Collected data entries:
________________________________________
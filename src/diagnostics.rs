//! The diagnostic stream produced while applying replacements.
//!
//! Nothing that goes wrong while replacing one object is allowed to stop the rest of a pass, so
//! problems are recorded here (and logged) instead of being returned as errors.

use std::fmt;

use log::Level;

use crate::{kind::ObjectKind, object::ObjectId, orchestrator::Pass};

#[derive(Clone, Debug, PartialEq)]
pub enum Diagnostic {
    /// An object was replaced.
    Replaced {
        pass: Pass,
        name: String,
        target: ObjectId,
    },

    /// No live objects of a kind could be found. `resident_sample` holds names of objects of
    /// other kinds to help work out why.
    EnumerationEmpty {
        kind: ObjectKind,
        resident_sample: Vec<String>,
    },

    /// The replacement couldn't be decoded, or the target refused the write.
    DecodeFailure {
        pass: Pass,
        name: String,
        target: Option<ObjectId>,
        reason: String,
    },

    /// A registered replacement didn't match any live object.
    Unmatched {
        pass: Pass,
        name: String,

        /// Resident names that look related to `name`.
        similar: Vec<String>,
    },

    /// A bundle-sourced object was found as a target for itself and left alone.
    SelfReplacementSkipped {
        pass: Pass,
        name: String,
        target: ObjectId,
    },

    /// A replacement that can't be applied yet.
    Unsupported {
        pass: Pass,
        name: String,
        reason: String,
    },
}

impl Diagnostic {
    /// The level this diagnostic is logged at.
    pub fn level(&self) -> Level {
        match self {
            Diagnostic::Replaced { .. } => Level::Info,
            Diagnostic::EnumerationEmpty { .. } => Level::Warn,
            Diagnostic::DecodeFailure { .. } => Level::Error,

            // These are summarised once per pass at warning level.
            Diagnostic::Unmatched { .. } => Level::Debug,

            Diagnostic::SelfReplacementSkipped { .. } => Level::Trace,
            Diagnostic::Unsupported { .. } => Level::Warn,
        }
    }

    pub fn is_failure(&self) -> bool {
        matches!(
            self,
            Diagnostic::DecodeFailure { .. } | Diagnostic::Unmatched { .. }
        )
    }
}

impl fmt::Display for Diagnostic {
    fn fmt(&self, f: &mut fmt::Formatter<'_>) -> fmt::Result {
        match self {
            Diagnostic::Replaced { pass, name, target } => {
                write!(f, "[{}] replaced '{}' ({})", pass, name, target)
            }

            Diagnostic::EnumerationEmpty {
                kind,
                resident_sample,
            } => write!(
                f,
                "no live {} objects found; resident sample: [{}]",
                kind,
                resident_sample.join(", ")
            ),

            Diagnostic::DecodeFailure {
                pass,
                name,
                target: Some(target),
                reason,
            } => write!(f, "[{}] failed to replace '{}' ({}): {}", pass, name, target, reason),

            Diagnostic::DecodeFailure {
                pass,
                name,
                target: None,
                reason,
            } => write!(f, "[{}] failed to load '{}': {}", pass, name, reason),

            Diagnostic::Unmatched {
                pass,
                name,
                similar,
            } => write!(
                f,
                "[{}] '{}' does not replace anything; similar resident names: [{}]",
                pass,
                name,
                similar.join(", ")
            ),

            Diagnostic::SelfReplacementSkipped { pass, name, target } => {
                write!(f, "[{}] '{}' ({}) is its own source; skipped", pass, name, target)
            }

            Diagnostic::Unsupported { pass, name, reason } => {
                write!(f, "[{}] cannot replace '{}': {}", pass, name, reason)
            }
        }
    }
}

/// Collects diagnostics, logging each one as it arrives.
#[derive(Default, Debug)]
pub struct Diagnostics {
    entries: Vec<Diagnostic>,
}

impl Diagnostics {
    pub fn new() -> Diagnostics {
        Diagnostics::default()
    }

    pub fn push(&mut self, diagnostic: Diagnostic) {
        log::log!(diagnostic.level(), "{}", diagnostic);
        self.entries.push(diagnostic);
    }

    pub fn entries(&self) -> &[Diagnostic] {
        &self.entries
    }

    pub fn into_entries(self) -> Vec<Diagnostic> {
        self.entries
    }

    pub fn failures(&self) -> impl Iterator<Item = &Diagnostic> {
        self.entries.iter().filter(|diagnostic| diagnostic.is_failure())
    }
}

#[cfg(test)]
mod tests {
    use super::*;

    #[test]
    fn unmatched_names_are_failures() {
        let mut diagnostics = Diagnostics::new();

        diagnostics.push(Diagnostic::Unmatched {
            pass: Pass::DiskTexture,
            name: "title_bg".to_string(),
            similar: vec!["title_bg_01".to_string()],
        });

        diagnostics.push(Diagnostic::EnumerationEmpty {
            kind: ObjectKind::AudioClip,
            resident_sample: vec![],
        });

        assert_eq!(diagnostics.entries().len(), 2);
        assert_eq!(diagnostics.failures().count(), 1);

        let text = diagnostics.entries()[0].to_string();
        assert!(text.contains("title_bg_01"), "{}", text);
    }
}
________________________________________
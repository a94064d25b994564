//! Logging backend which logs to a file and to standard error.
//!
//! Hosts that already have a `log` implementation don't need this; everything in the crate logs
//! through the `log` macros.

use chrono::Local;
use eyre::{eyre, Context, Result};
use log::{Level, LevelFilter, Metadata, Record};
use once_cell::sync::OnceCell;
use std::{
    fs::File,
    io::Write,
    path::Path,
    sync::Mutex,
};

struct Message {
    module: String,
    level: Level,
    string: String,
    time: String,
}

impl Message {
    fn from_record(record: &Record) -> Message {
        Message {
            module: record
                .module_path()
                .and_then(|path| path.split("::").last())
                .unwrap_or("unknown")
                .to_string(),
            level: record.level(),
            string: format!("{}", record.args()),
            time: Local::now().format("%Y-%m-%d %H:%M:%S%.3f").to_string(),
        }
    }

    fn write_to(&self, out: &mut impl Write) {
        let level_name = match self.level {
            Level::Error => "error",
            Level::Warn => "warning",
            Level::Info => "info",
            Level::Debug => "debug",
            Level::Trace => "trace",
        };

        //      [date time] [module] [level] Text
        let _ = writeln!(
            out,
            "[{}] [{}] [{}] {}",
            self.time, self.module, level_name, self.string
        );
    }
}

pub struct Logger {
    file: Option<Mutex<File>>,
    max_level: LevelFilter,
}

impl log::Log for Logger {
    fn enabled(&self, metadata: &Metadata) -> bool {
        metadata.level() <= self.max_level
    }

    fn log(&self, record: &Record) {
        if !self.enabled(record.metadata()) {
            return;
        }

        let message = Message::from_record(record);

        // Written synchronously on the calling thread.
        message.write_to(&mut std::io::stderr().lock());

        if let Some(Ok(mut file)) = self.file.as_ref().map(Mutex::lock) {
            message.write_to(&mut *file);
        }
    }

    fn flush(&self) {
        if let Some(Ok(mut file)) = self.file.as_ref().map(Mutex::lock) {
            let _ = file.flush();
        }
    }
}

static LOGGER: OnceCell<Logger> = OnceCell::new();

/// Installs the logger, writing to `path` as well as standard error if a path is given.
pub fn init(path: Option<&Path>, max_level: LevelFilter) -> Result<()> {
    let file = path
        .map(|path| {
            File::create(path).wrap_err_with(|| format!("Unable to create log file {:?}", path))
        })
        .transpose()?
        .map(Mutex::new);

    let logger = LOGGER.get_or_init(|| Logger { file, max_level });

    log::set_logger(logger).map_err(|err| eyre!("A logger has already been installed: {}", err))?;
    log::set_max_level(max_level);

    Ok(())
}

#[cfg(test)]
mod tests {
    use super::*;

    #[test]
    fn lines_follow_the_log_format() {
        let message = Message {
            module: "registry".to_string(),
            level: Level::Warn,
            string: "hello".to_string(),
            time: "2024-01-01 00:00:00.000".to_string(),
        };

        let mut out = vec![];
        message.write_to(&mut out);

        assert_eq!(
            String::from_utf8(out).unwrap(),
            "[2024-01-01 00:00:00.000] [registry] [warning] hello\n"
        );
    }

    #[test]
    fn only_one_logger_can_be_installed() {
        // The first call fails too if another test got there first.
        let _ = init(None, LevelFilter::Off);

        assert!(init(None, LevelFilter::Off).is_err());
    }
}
________________________________________
Task to complete >> Which lines above hold the string "Result"? Copy every one of them.

Solution to the exercise >>
    fn fmt(&self, f: &mut fmt::Formatter<'_>) -> fmt::Result {
use eyre::{eyre, Context, Result};
pub fn init(path: Option<&Path>, max_level: LevelFilter) -> Result<()> {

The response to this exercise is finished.